About 10 percent of 12th graders reported smoking cigarettes on a daily basis and about 20 percent had smoked cigarettes within the past month of taking the survey, which was down from nearly 40 percent in 1997.
But unlike cigarette use, marijuana use is growing.
"The troublesome news is that marijuana use has been trending upwards in the last few years," said Volkow. "We've seen a significant decline in the perception that marijuana is risky. Fewer kids see smoking marijuana as having bad health effects."
Marijuana use actually declined in the late 1990s and early 2000s, but the past five years showed a steady incline in use among 10th and 12th graders. More than one-third of 12th grade student reported using marijuana within the past year.

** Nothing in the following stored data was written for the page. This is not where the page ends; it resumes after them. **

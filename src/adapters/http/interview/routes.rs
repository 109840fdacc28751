//! Axum router configuration for interview endpoints.

use axum::{
    routing::{get, post},
    Router,
};

use super::handlers::{
    abandon_interview, end_interview, get_history, get_interview, list_interviews, send_message,
    start_interview, submit_code, InterviewHandlers,
};

/// Creates the router for interview endpoints.
///
/// # Routes
///
/// - `POST /` - Start an interview
/// - `GET /?user_id=` - List a user's interviews
/// - `GET /:id` - Interview details
/// - `POST /:id/messages` - Send a candidate message
/// - `GET /:id/messages` - Conversation history
/// - `POST /:id/submissions` - Submit code for review
/// - `POST /:id/end` - End and evaluate
/// - `POST /:id/abandon` - Abandon
pub fn interview_routes(handlers: InterviewHandlers) -> Router {
    Router::new()
        .route("/", post(start_interview).get(list_interviews))
        .route("/:id", get(get_interview))
        .route("/:id/messages", post(send_message).get(get_history))
        .route("/:id/submissions", post(submit_code))
        .route("/:id/end", post(end_interview))
        .route("/:id/abandon", post(abandon_interview))
        .with_state(handlers)
}

/// Creates the complete interview API router, nested under `/interviews`.
pub fn interview_router(handlers: InterviewHandlers) -> Router {
    Router::new().nest("/interviews", interview_routes(handlers))
}
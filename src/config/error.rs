//! Configuration error types

use thiserror::Error;

/// Failure to produce an `AppConfig`.
#[derive(Debug, Error)]
pub enum ConfigError {
    /// Environment could not be read or deserialized.
    #[error("could not load configuration: {0}")]
    Load(#[from] config::ConfigError),

    #[error("invalid configuration: {0}")]
    Invalid(#[from] ValidationError),
}

/// A loaded value that fails semantic checks.
#[derive(Debug, Error)]
pub enum ValidationError {
    #[error("{0} is required")]
    MissingRequired(&'static str),

    #[error("'{0}' is not a valid listen address")]
    InvalidAddress(String),

    #[error("port must be non-zero")]
    InvalidPort,

    #[error("timeout must be between 1 and 300 seconds")]
    InvalidTimeout,

    #[error("api_prefix must start with '/' and not end with '/'")]
    InvalidApiPrefix,

    #[error("database url must use the postgres:// or postgresql:// scheme")]
    InvalidDatabaseUrl,

    #[error("min_connections exceeds max_connections")]
    InvalidPoolSize,

    #[error("max_connections exceeds 100")]
    PoolSizeTooLarge,

    #[error("model base_url must use http or https")]
    InvalidModelBaseUrl,

    #[error("model name must not be empty")]
    EmptyModelName,
}
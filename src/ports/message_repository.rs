//! Message repository port.
//!
//! Append-only storage for conversation turns.

use crate::domain::conversation::Turn;
use crate::domain::foundation::{DomainError, InterviewId};
use async_trait::async_trait;

/// Repository port for an interview's conversation log.
///
/// Implementations must return turns ordered by `created_at`, with ties
/// broken by insertion order.
#[async_trait]
pub trait MessageRepository: Send + Sync {
    /// Append a turn to its interview's log.
    ///
    /// # Errors
    ///
    /// - `DatabaseError` on persistence failure
    async fn append(&self, turn: &Turn) -> Result<(), DomainError>;

    /// List every turn of an interview in chronological order.
    ///
    /// Returns an empty list for unknown interviews.
    async fn list_by_interview(&self, interview_id: &InterviewId) -> Result<Vec<Turn>, DomainError>;
}
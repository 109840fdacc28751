//! SubmitCodeHandler - Command handler for reviewing a code submission.

use std::sync::Arc;

use crate::domain::conversation::{review_prompt, DEFAULT_CODE_LANGUAGE};
use crate::domain::foundation::InterviewId;
use crate::domain::interview::InterviewError;
use crate::domain::submission::{ReviewExtractor, Submission};
use crate::ports::{InterviewRepository, ModelGateway, SubmissionRepository};

/// Command to submit code for review.
#[derive(Debug, Clone)]
pub struct SubmitCodeCommand {
    pub interview_id: InterviewId,
    pub code: String,
    pub language: Option<String>,
}

/// Result of a reviewed submission.
#[derive(Debug, Clone)]
pub struct SubmitCodeResult {
    pub submission: Submission,
    /// False when the review could not be decoded and only raw feedback was kept.
    pub parsed: bool,
}

/// Handler for code submissions.
///
/// Nothing is persisted when the review call fails.
pub struct SubmitCodeHandler {
    interviews: Arc<dyn InterviewRepository>,
    submissions: Arc<dyn SubmissionRepository>,
    gateway: Arc<dyn ModelGateway>,
    extractor: ReviewExtractor,
}

impl SubmitCodeHandler {
    pub fn new(
        interviews: Arc<dyn InterviewRepository>,
        submissions: Arc<dyn SubmissionRepository>,
        gateway: Arc<dyn ModelGateway>,
    ) -> Self {
        Self {
            interviews,
            submissions,
            gateway,
            extractor: ReviewExtractor::new(),
        }
    }

    pub async fn handle(&self, cmd: SubmitCodeCommand) -> Result<SubmitCodeResult, InterviewError> {
        if cmd.code.trim().is_empty() {
            return Err(InterviewError::invalid_argument("code", "Code cannot be empty"));
        }
        let language = cmd
            .language
            .as_deref()
            .map(str::trim)
            .filter(|l| !l.is_empty())
            .unwrap_or(DEFAULT_CODE_LANGUAGE)
            .to_string();

        let interview = self
            .interviews
            .find_by_id(&cmd.interview_id)
            .await?
            .ok_or(InterviewError::NotFound(cmd.interview_id))?;
        interview.ensure_active()?;

        let prompt = review_prompt(interview.problem_snapshot(), &language, &cmd.code);
        let text = self.gateway.generate_once(&prompt).await?;
        let (review, parsed) = self.extractor.extract(&text);

        let submission = Submission::new(
            cmd.interview_id,
            cmd.code,
            language,
            review.feedback_summary(),
            review.is_correct,
            review.simulated_results,
        );
        self.submissions.append(&submission).await?;

        tracing::info!(
            interview_id = %cmd.interview_id,
            submission_id = %submission.id,
            language = %submission.language,
            is_correct = ?submission.is_correct,
            parsed,
            "Code submission reviewed"
        );

        Ok(SubmitCodeResult { submission, parsed })
    }
}
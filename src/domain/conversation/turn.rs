//! Conversation turns - the append-only log of an interview's dialogue.

use serde::{Deserialize, Serialize};
use std::fmt;
use std::str::FromStr;

use crate::domain::foundation::{InterviewId, Timestamp, TurnId, ValidationError};

/// Who produced a turn.
#[derive(Debug, Clone, Copy, PartialEq, Eq, Hash, Serialize, Deserialize)]
#[serde(rename_all = "lowercase")]
pub enum TurnRole {
    User,
    Assistant,
    System,
}

impl TurnRole {
    pub fn as_str(&self) -> &'static str {
        match self {
            TurnRole::User => "user",
            TurnRole::Assistant => "assistant",
            TurnRole::System => "system",
        }
    }
}

impl fmt::Display for TurnRole {
    fn fmt(&self, f: &mut fmt::Formatter<'_>) -> fmt::Result {
        write!(f, "{}", self.as_str())
    }
}

impl FromStr for TurnRole {
    type Err = ValidationError;

    fn from_str(s: &str) -> Result<Self, Self::Err> {
        match s {
            "user" => Ok(TurnRole::User),
            "assistant" => Ok(TurnRole::Assistant),
            "system" => Ok(TurnRole::System),
            other => Err(ValidationError::invalid_format(
                "role",
                format!("unknown turn role '{}'", other),
            )),
        }
    }
}

/// One role-tagged message in an interview's conversation log.
///
/// Turns are never mutated after creation. The content of a user turn may
/// embed a fenced code block added by [`attach_code`](super::attach_code);
/// it is stored as-is and never parsed back out.
#[derive(Debug, Clone, PartialEq, Eq, Serialize, Deserialize)]
pub struct Turn {
    pub id: TurnId,
    pub interview_id: InterviewId,
    pub role: TurnRole,
    pub content: String,
    pub created_at: Timestamp,
}

impl Turn {
    /// Creates a new turn stamped now.
    pub fn new(interview_id: InterviewId, role: TurnRole, content: impl Into<String>) -> Self {
        Self {
            id: TurnId::new(),
            interview_id,
            role,
            content: content.into(),
            created_at: Timestamp::now(),
        }
    }

    /// Creates a candidate turn.
    pub fn user(interview_id: InterviewId, content: impl Into<String>) -> Self {
        Self::new(interview_id, TurnRole::User, content)
    }

    /// Creates an interviewer turn.
    pub fn assistant(interview_id: InterviewId, content: impl Into<String>) -> Self {
        Self::new(interview_id, TurnRole::Assistant, content)
    }

    /// Transcript line used in the evaluation prompt.
    pub fn transcript_line(&self) -> String {
        format!("[{}]: {}", self.role, self.content)
    }
}

/// Orders turns by creation time.
///
/// The sort is stable, so turns sharing a timestamp keep the order in which
/// the store returned them (insertion order).
pub fn sort_chronologically(turns: &mut [Turn]) {
    turns.sort_by_key(|t| t.created_at);
}
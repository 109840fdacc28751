//! Interview command and query handlers.

mod abandon_interview;
mod end_interview;
mod get_history;
mod get_interview;
mod list_interviews;
mod send_message;
mod start_interview;
mod submit_code;

#[cfg(test)]
pub(crate) mod test_support;

pub use abandon_interview::{AbandonInterviewCommand, AbandonInterviewHandler};
pub use end_interview::{EndInterviewCommand, EndInterviewHandler, EndInterviewResult};
pub use get_history::{GetHistoryHandler, GetHistoryQuery};
pub use get_interview::{GetInterviewHandler, GetInterviewQuery, InterviewDetails};
pub use list_interviews::{ListInterviewsHandler, ListInterviewsQuery};
pub use send_message::{SendMessageCommand, SendMessageHandler, SendMessageResult};
pub use start_interview::{StartInterviewCommand, StartInterviewHandler, StartInterviewResult};
pub use submit_code::{SubmitCodeCommand, SubmitCodeHandler, SubmitCodeResult};
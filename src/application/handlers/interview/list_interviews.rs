//! ListInterviewsHandler - Query handler for a candidate's interviews.

use std::sync::Arc;

use crate::domain::foundation::UserId;
use crate::domain::interview::{Interview, InterviewError};
use crate::ports::InterviewRepository;

/// Query for all interviews of one candidate.
#[derive(Debug, Clone)]
pub struct ListInterviewsQuery {
    pub user_id: UserId,
}

/// Handler listing a candidate's interviews, newest first.
pub struct ListInterviewsHandler {
    interviews: Arc<dyn InterviewRepository>,
}

impl ListInterviewsHandler {
    pub fn new(interviews: Arc<dyn InterviewRepository>) -> Self {
        Self { interviews }
    }

    pub async fn handle(&self, query: ListInterviewsQuery) -> Result<Vec<Interview>, InterviewError> {
        Ok(self.interviews.find_by_user(&query.user_id).await?)
    }
}
//! Mock Interviewer - AI-conducted mock coding interviews
//!
//! A candidate works one problem in a chat with a model acting as the
//! interviewer, may submit code for review, and on ending the interview
//! receives a structured scorecard.
//!
//! Layout follows ports and adapters:
//!
//! - `domain` - interviews, conversation turns, submissions, evaluations
//! - `ports` - repository and model gateway traits
//! - `adapters` - PostgreSQL, in-memory, Gemini, mock and HTTP implementations
//! - `application` - command/query handlers and the `InterviewFacade`
//! - `config` - environment-driven configuration

pub mod adapters;
pub mod application;
pub mod config;
pub mod domain;
pub mod ports;
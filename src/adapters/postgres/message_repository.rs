//! PostgreSQL implementation of MessageRepository.
//!
//! `created_at` is kept strictly increasing per interview: an insert whose
//! clock reading is not past the latest stored turn is stamped one
//! microsecond after it. `seq` (BIGSERIAL) breaks the ties left by
//! concurrent inserts.

use async_trait::async_trait;
use sqlx::PgPool;

use super::{column, db_error};
use crate::domain::conversation::{Turn, TurnRole};
use crate::domain::foundation::{DomainError, ErrorCode, InterviewId, Timestamp, TurnId};
use crate::ports::MessageRepository;

/// PostgreSQL implementation of MessageRepository.
#[derive(Clone)]
pub struct PostgresMessageRepository {
    pool: PgPool,
}

impl PostgresMessageRepository {
    pub fn new(pool: PgPool) -> Self {
        Self { pool }
    }
}

#[async_trait]
impl MessageRepository for PostgresMessageRepository {
    async fn append(&self, turn: &Turn) -> Result<(), DomainError> {
        sqlx::query(
            r#"
            INSERT INTO messages (id, interview_id, role, content, created_at)
            SELECT $1, $2, $3, $4, GREATEST(
                $5,
                COALESCE(
                    (SELECT MAX(created_at) + INTERVAL '1 microsecond'
                     FROM messages WHERE interview_id = $2),
                    $5
                )
            )
            "#,
        )
        .bind(turn.id.as_uuid())
        .bind(turn.interview_id.as_uuid())
        .bind(turn.role.as_str())
        .bind(&turn.content)
        .bind(turn.created_at.as_datetime())
        .execute(&self.pool)
        .await
        .map_err(|e| db_error("insert message", e))?;

        Ok(())
    }

    async fn list_by_interview(&self, interview_id: &InterviewId) -> Result<Vec<Turn>, DomainError> {
        let rows = sqlx::query(
            r#"
            SELECT id, interview_id, role, content, created_at
            FROM messages
            WHERE interview_id = $1
            ORDER BY created_at ASC, seq ASC
            "#,
        )
        .bind(interview_id.as_uuid())
        .fetch_all(&self.pool)
        .await
        .map_err(|e| db_error("fetch messages", e))?;

        rows.into_iter().map(row_to_turn).collect()
    }
}

fn row_to_turn(row: sqlx::postgres::PgRow) -> Result<Turn, DomainError> {
    let id: uuid::Uuid = column(&row, "id")?;
    let interview_id: uuid::Uuid = column(&row, "interview_id")?;
    let role: String = column(&row, "role")?;
    let content: String = column(&row, "content")?;
    let created_at: chrono::DateTime<chrono::Utc> = column(&row, "created_at")?;

    let role: TurnRole = role
        .parse()
        .map_err(|e| DomainError::new(ErrorCode::DatabaseError, format!("{}", e)))?;

    Ok(Turn {
        id: TurnId::from_uuid(id),
        interview_id: InterviewId::from_uuid(interview_id),
        role,
        content,
        created_at: Timestamp::from_datetime(created_at),
    })
}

Along with marijuana, synthetic marijuana, known as K2 or "Spice," was up with more than 11 percent of 12th graders having reportedly tried it in the past year. Prescription painkiller use was also up.
"Opiates are widely abused among all age groups," said Volkow. "Pain meds are much more widely available and accessible, and I think young people see it as, 'well if they are prescribed by physicians, they can't be so harmful.'"
About six percent of high school seniors had tried painkillers in the past year, and Volkow said about one-third of those students had received the drugs legitimately -- as a prescription.